# Problem details:
Print every entry exactly as written.

** Input material follows **

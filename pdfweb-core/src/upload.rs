//! Uploaded files as they arrive from a request

use std::time::SystemTime;

/// Prefix every accepted image media type starts with
pub const IMAGE_MEDIA_PREFIX: &str = "image/";

/// Common view over uploaded files, used to order a batch
pub trait BatchItem {
    /// Original filename as sent by the client
    fn filename(&self) -> &str;

    /// Modification time, when the transport exposes one
    fn modified(&self) -> Option<SystemTime> {
        None
    }
}

/// A single image upload
#[derive(Debug, Clone)]
pub struct UploadedImage {
    /// Original filename
    pub filename: String,
    /// Declared media type
    pub content_type: String,
    /// Raw payload
    pub data: Vec<u8>,
    /// Modification time, if the transport surfaced one
    pub modified: Option<SystemTime>,
}

impl UploadedImage {
    pub fn new(
        filename: impl Into<String>,
        content_type: impl Into<String>,
        data: Vec<u8>,
    ) -> Self {
        Self {
            filename: filename.into(),
            content_type: content_type.into(),
            data,
            modified: None,
        }
    }

    pub fn with_modified(mut self, modified: SystemTime) -> Self {
        self.modified = Some(modified);
        self
    }

    /// Whether the declared media type is an image type
    pub fn is_image(&self) -> bool {
        self.content_type.starts_with(IMAGE_MEDIA_PREFIX)
    }

    /// Filename of the single-page document produced for this upload.
    ///
    /// The last extension is replaced with `.pdf`; directory components sent
    /// by the client are dropped.
    pub fn pdf_name(&self) -> String {
        let base = base_name(&self.filename);
        let base = if base.is_empty() { "image" } else { base };
        let stem = match base.rsplit_once('.') {
            Some((stem, _)) => stem,
            None => base,
        };
        format!("{stem}.pdf")
    }
}

impl BatchItem for UploadedImage {
    fn filename(&self) -> &str {
        &self.filename
    }

    fn modified(&self) -> Option<SystemTime> {
        self.modified
    }
}

/// Strip any client-side directory components from a filename
pub fn base_name(filename: &str) -> &str {
    filename
        .rsplit(['/', '\\'])
        .next()
        .unwrap_or(filename)
        .trim()
}

#[cfg(test)]
mod tests {
    use super::*;

    fn upload(name: &str) -> UploadedImage {
        UploadedImage::new(name, "image/png", Vec::new())
    }

    #[test]
    fn test_pdf_name_replaces_extension() {
        assert_eq!(upload("holiday.JPG").pdf_name(), "holiday.pdf");
        assert_eq!(upload("scan.2024.png").pdf_name(), "scan.2024.pdf");
        assert_eq!(upload("noext").pdf_name(), "noext.pdf");
    }

    #[test]
    fn test_pdf_name_defaults_and_strips_directories() {
        assert_eq!(upload("").pdf_name(), "image.pdf");
        assert_eq!(upload("../../etc/a.png").pdf_name(), "a.pdf");
        assert_eq!(upload("C:\\photos\\b.jpeg").pdf_name(), "b.pdf");
    }

    #[test]
    fn test_is_image() {
        assert!(upload("a.png").is_image());
        assert!(!UploadedImage::new("a.txt", "text/plain", Vec::new()).is_image());
        assert!(!UploadedImage::new("a", "", Vec::new()).is_image());
    }

    #[test]
    fn test_modified() {
        let now = SystemTime::now();
        assert_eq!(upload("a.png").modified(), None);
        assert_eq!(upload("a.png").with_modified(now).modified(), Some(now));
    }
}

** End of Input material **

# Exercise answer:
filename pdfweb-core/src/upload.rs
//! Uploaded files as they arrive from a request

use std::time::SystemTime;

/// Prefix every accepted image media type starts with
pub const IMAGE_MEDIA_PREFIX: &str = "image/";

/// Common view over uploaded files, used to order a batch
pub trait BatchItem {
    /// Original filename as sent by the client
    fn filename(&self) -> &str;

    /// Modification time, when the transport exposes one
    fn modified(&self) -> Option<SystemTime> {
        None
    }
}

/// A single image upload
#[derive(Debug, Clone)]
pub struct UploadedImage {
    /// Original filename
    pub filename: String,
    /// Declared media type
    pub content_type: String,
    /// Raw payload
    pub data: Vec<u8>,
    /// Modification time, if the transport surfaced one
    pub modified: Option<SystemTime>,
}

impl UploadedImage {
    pub fn new(
        filename: impl Into<String>,
        content_type: impl Into<String>,
        data: Vec<u8>,
    ) -> Self {
        Self {
            filename: filename.into(),
            content_type: content_type.into(),
            data,
            modified: None,
        }
    }

    pub fn with_modified(mut self, modified: SystemTime) -> Self {
        self.modified = Some(modified);
        self
    }

    /// Whether the declared media type is an image type
    pub fn is_image(&self) -> bool {
        self.content_type.starts_with(IMAGE_MEDIA_PREFIX)
    }

    /// Filename of the single-page document produced for this upload.
    ///
    /// The last extension is replaced with `.pdf`; directory components sent
    /// by the client are dropped.
    pub fn pdf_name(&self) -> String {
        let base = base_name(&self.filename);
        let base = if base.is_empty() { "image" } else { base };
        let stem = match base.rsplit_once('.') {
            Some((stem, _)) => stem,
            None => base,
        };
        format!("{stem}.pdf")
    }
}

impl BatchItem for UploadedImage {
    fn filename(&self) -> &str {
        &self.filename
    }

    fn modified(&self) -> Option<SystemTime> {
        self.modified
    }
}

/// Strip any client-side directory components from a filename
pub fn base_name(filename: &str) -> &str {
    filename
        .rsplit(['/', '\\'])
        .next()
        .unwrap_or(filename)
        .trim()
}

#[cfg(test)]
mod tests {
    use super::*;

    fn upload(name: &str) -> UploadedImage {
        UploadedImage::new(name, "image/png", Vec::new())
    }

    #[test]
    fn test_pdf_name_replaces_extension() {
        assert_eq!(upload("holiday.JPG").pdf_name(), "holiday.pdf");
        assert_eq!(upload("scan.2024.png").pdf_name(), "scan.2024.pdf");
        assert_eq!(upload("noext").pdf_name(), "noext.pdf");
    }

    #[test]
    fn test_pdf_name_defaults_and_strips_directories() {
        assert_eq!(upload("").pdf_name(), "image.pdf");
        assert_eq!(upload("../../etc/a.png").pdf_name(), "a.pdf");
        assert_eq!(upload("C:\\photos\\b.jpeg").pdf_name(), "b.pdf");
    }

    #[test]
    fn test_is_image() {
        assert!(upload("a.png").is_image());
        assert!(!UploadedImage::new("a.txt", "text/plain", Vec::new()).is_image());
        assert!(!UploadedImage::new("a", "", Vec::new()).is_image());
    }

    #[test]
    fn test_modified() {
        let now = SystemTime::now();
        assert_eq!(upload("a.png").modified(), None);
        assert_eq!(upload("a.png").with_modified(now).modified(), Some(now));
    }
}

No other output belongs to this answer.